:: Data ::
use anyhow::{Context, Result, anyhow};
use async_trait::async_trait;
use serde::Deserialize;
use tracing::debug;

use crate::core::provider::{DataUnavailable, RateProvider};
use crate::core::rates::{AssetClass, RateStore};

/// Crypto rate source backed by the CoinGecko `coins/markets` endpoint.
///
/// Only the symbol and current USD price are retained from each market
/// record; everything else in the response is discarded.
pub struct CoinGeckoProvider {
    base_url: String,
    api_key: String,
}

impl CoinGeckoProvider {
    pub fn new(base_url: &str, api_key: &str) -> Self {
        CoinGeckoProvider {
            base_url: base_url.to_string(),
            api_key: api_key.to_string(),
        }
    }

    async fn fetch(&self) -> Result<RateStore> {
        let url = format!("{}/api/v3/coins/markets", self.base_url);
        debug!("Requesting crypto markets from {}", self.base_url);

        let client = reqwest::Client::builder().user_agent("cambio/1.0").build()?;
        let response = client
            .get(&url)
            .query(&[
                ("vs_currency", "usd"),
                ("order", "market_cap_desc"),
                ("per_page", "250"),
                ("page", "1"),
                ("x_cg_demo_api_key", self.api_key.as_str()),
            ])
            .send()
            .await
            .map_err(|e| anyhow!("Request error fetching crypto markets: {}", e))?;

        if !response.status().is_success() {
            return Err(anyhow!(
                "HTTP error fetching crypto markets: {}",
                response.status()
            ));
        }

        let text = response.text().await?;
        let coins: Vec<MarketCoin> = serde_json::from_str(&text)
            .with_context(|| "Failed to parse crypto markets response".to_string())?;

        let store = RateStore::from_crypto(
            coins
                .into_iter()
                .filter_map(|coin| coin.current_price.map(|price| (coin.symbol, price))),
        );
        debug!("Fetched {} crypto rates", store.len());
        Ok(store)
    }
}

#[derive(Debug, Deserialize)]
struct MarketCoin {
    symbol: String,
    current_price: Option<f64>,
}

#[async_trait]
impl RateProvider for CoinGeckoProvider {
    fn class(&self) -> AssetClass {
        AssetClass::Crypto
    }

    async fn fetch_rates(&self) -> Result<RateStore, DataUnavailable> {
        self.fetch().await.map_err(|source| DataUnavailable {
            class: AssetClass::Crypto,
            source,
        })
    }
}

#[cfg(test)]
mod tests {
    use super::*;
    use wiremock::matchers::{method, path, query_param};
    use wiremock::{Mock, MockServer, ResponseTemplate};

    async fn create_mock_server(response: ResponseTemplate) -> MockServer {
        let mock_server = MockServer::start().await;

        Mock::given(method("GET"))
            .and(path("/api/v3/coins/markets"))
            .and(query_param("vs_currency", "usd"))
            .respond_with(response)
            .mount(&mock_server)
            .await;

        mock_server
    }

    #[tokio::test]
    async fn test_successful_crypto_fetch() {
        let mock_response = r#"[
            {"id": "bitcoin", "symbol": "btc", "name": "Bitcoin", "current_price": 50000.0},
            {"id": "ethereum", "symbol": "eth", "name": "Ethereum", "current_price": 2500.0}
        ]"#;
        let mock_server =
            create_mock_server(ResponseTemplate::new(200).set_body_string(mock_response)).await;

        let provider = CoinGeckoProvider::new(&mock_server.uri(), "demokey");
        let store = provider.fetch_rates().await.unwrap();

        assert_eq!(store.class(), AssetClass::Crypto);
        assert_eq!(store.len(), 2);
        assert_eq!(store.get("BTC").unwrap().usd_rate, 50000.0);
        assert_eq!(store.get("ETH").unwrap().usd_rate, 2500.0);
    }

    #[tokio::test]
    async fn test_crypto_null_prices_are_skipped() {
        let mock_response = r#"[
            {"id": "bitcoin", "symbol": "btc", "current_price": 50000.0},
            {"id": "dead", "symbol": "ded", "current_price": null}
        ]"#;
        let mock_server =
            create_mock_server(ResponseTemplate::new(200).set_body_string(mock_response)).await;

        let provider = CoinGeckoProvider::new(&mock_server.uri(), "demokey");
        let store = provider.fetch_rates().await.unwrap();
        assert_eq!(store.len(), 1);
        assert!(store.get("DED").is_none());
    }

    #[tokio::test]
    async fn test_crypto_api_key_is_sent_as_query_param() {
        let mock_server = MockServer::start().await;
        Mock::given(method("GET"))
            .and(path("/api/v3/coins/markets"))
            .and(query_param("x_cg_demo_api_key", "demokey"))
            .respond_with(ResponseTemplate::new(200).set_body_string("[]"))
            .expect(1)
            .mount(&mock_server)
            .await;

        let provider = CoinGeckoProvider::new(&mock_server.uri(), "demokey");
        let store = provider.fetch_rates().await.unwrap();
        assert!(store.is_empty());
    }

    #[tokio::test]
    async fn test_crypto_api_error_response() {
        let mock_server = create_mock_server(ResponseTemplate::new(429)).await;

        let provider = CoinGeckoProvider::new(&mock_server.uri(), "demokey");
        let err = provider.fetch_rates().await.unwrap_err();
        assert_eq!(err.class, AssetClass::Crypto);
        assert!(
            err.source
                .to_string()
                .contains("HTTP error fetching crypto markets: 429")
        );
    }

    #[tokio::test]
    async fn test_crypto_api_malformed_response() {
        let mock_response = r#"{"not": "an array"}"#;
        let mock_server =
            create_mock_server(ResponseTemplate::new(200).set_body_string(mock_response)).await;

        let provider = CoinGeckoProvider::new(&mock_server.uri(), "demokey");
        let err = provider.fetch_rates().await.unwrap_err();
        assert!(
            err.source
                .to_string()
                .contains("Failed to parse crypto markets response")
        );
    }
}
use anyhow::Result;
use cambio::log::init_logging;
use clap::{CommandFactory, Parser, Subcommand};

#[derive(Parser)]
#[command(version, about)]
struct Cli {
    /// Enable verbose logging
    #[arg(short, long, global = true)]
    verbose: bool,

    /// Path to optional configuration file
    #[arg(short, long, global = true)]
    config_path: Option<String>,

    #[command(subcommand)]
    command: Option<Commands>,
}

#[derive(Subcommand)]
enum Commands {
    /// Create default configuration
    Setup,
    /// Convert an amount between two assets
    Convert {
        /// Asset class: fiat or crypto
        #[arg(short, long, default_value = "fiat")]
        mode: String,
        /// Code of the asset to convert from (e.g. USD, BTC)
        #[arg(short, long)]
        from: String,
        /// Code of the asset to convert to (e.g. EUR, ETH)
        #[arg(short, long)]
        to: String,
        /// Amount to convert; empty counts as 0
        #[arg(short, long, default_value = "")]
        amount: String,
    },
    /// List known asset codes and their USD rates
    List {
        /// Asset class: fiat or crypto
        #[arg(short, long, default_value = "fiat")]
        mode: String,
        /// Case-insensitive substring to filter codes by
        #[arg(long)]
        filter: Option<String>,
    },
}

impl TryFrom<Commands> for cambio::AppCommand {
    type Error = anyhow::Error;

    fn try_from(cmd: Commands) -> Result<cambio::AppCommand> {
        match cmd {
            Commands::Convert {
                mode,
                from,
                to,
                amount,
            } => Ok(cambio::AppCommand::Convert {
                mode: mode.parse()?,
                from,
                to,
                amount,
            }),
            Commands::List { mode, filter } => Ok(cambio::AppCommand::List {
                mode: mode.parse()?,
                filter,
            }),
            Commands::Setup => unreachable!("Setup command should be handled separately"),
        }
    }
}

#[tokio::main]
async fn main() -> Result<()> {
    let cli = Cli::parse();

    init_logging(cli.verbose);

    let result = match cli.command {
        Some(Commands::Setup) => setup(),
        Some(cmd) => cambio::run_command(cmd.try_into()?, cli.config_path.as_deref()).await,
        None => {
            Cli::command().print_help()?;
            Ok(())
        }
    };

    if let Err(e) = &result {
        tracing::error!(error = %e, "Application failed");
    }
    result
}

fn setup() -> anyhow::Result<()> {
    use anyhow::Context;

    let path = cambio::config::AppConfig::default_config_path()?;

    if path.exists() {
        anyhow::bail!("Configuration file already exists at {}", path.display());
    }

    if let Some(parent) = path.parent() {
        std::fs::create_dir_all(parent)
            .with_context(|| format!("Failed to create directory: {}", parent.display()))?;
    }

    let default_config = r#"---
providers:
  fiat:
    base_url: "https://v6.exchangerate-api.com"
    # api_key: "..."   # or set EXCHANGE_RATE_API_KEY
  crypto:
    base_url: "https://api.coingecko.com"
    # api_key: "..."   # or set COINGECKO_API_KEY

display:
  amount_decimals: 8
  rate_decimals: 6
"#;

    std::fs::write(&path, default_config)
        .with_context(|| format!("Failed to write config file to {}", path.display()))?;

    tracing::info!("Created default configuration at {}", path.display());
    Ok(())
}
:::
- [What to work on]: Which lines above contain the word "AppCommand"? Copy all of them.

- [Task response]:
impl TryFrom<Commands> for cambio::AppCommand {
    fn try_from(cmd: Commands) -> Result<cambio::AppCommand> {
            } => Ok(cambio::AppCommand::Convert {
            Commands::List { mode, filter } => Ok(cambio::AppCommand::List {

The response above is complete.